Alfio Quarteroni (born 30 May 1952) is an Italian mathematician.

He is Professor Emeritus at the Politecnico of Milan (Italy), and Professor Emeritus at the EPFL (Swiss Federal Institute of Technology). He has been the director of the Chair of Modelling and Scientific Computing at the EPFL (Swiss Federal Institute of Technology), Lausanne (Switzerland), from 1998 until 2017. He is the founder (and first director) of MOX at Politecnico of Milan (2002) and MATHICSE at EPFL, Lausanne (2010). He is co-founder (and President) of MOXOFF, a spin-off company at Politecnico of Milan (2010).

He is member of the Italian Academy of Science (Accademia Nazionale dei Lincei), the European Academy of Science, the Academia Europaea (Academy of Europe), the Lisbon Academy of Sciences, the Istituto Lombardo Accademia di Scienze e Lettere and the Italian Academy of Engineering and Technology.

He is author of 26 books (some of them translated into up to 7 languages), editor of 8 books, author of about 400 papers published in international Scientific Journals and Conference Proceedings, member of the editorial board of 25 International Journals, and Editor in Chief of two-book series published by Springer.

He has been an invited or plenary speaker in more than 300 International Conferences and Academic Departments, in particular he has been plenary speaker at ICM 2006 in Madrid.

Among his awards and honors are: the NASA Group Achievement Award for the pioneering work in Computational Fluid Dynamics in 1992, the Fanfullino della Riconoscenza 2006, Città di Lodi, the Premio Capo D'Orlando 2006, the Ghislieri prize, 2013, the International Galileo Galilei prize for Sciences 2015. He is recipient of the Galileian Chair from the Scuola Normale Superiore, Pisa, Italy, 2001, doctor Honoris Causa in Naval Engineering from University of Trieste, Italy, 2003, SIAM Fellow (first row) since 2009, IACM (International Association of Computational Mechanics) Fellow since 2004, honorary fellow of ECCOMAS since 2015, the Courant Lectures 2010, the Euler Lecture 2017, the Russell Marker Lectures 2018, the Pedro Nunes Lectures 2018, the Euler Medal from Eccomas (2021–22), the Lagrange Prize from ICIAM (2020–23), the Blaise Pascal Medal in Mathematics in 2024 from the European Academy of Sciences, the Ritz-Galerkin medal from ECCOMAS (2021–24).

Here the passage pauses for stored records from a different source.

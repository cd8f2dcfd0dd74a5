//! Handshake / baud negotiator (module C4).
//!
//! Repeatedly sends a handshake frame at 115200 baud until the device's
//! ACK prefix shows up in the read buffer, then switches the local baud
//! rate to match the device. Grounded on the connect/retry loop shape of
//! a WS63-class flasher in the reference corpus (`try_connect`/
//! `wait_for_c`-style polling), re-expressed over [`SerialTransport`].

use std::time::Instant;

use tokio::time::sleep;

use crate::constants::{
    CMD_HANDSHAKE, HANDSHAKE_ACK_PREFIX, HANDSHAKE_BAUD, HANDSHAKE_DEADLINE,
    HANDSHAKE_POLL_GAP, HANDSHAKE_SETTLE_DELAY,
};
use crate::frame;
use crate::transport::SerialTransport;

/// Builds the 8-byte handshake payload for `target_baud` (spec §4.4):
/// `baud_le(4) || 0x08 || 0x01 || 0x00 || 0x00`.
pub fn handshake_payload(target_baud: u32) -> [u8; 8] {
    let mut payload = [0u8; 8];
    payload[0..4].copy_from_slice(&target_baud.to_le_bytes());
    payload[4] = 0x08;
    payload[5] = 0x01;
    payload
}

/// Encodes the full handshake frame for `target_baud`.
pub fn encode_handshake(target_baud: u32) -> Vec<u8> {
    frame::encode(CMD_HANDSHAKE, &handshake_payload(target_baud))
}

/// Returns `true` if the expected ACK prefix appears anywhere in `buf`.
pub fn contains_handshake_ack(buf: &[u8]) -> bool {
    buf.windows(HANDSHAKE_ACK_PREFIX.len())
        .any(|w| w == HANDSHAKE_ACK_PREFIX)
}

/// Runs the handshake loop against `transport`: opens at 115200 with RTS
/// de-asserted, sends the handshake frame, polls for the ACK prefix until
/// the 10 s deadline, then switches local baud to `target_baud` and
/// settles for ~500 ms. Returns `Ok(())` on success, `Err(())` on
/// timeout — callers convert this to [`crate::error::FlashError::HandshakeTimeout`].
pub async fn run(
    transport: &mut dyn SerialTransport,
    target_baud: u32,
) -> Result<(), ()> {
    transport.set_baud(HANDSHAKE_BAUD).await.map_err(|_| ())?;
    transport.set_rts(false).await.map_err(|_| ())?;

    let handshake_bytes = encode_handshake(target_baud);
    let deadline = Instant::now() + HANDSHAKE_DEADLINE;
    let mut accumulated = Vec::new();

    while Instant::now() < deadline {
        transport.write(&handshake_bytes).await.map_err(|_| ())?;
        sleep(HANDSHAKE_POLL_GAP).await;

        let bytes = transport.read_available().await.map_err(|_| ())?;
        accumulated.extend_from_slice(&bytes);
        if contains_handshake_ack(&accumulated) {
            transport.set_baud(target_baud).await.map_err(|_| ())?;
            sleep(HANDSHAKE_SETTLE_DELAY).await;
            return Ok(());
        }
        // Bound the scan buffer; only the tail can ever contain a fresh
        // prefix once a negative match has been ruled out.
        let keep_from = accumulated
            .len()
            .saturating_sub(HANDSHAKE_ACK_PREFIX.len() - 1);
        accumulated.drain(..keep_from);
    }

    Err(())
}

He has been a member of the IMU Fields Medal Committee for ICM (the International Congress of Mathematicians) 2022.

He is the recipient of the ERC Advanced Grant for the project "MATHCARD" in 2008, of two ERC PoC (Proof of Concept) grants: "Math2Ward" in 2012 and "Math4AAARisk" in 2015, and of another ERC Advanced Grant for the project "iHEART" in 2017."

His research interests concern Mathematical Modelling, Numerical Analysis, Scientific Computing, Scientific Machine Learning, and application to fluid mechanics, environment, geophysics, medicine, and the improvement of sports performance. He has been the director of 60 Phd students. His research Group at EPFL has contributed to the preliminary design of Solar Impulse, the Swiss long-range experimental solar-powered aircraft project, and has carried out the mathematical simulation for the optimization of performances of the Alinghi yacht, the winner of two editions (2003 and 2007) of the America's Cup.

In 2022 he was ranked n.48 in the Top Scientist-Mathematics from research.com, n.1 in Italy.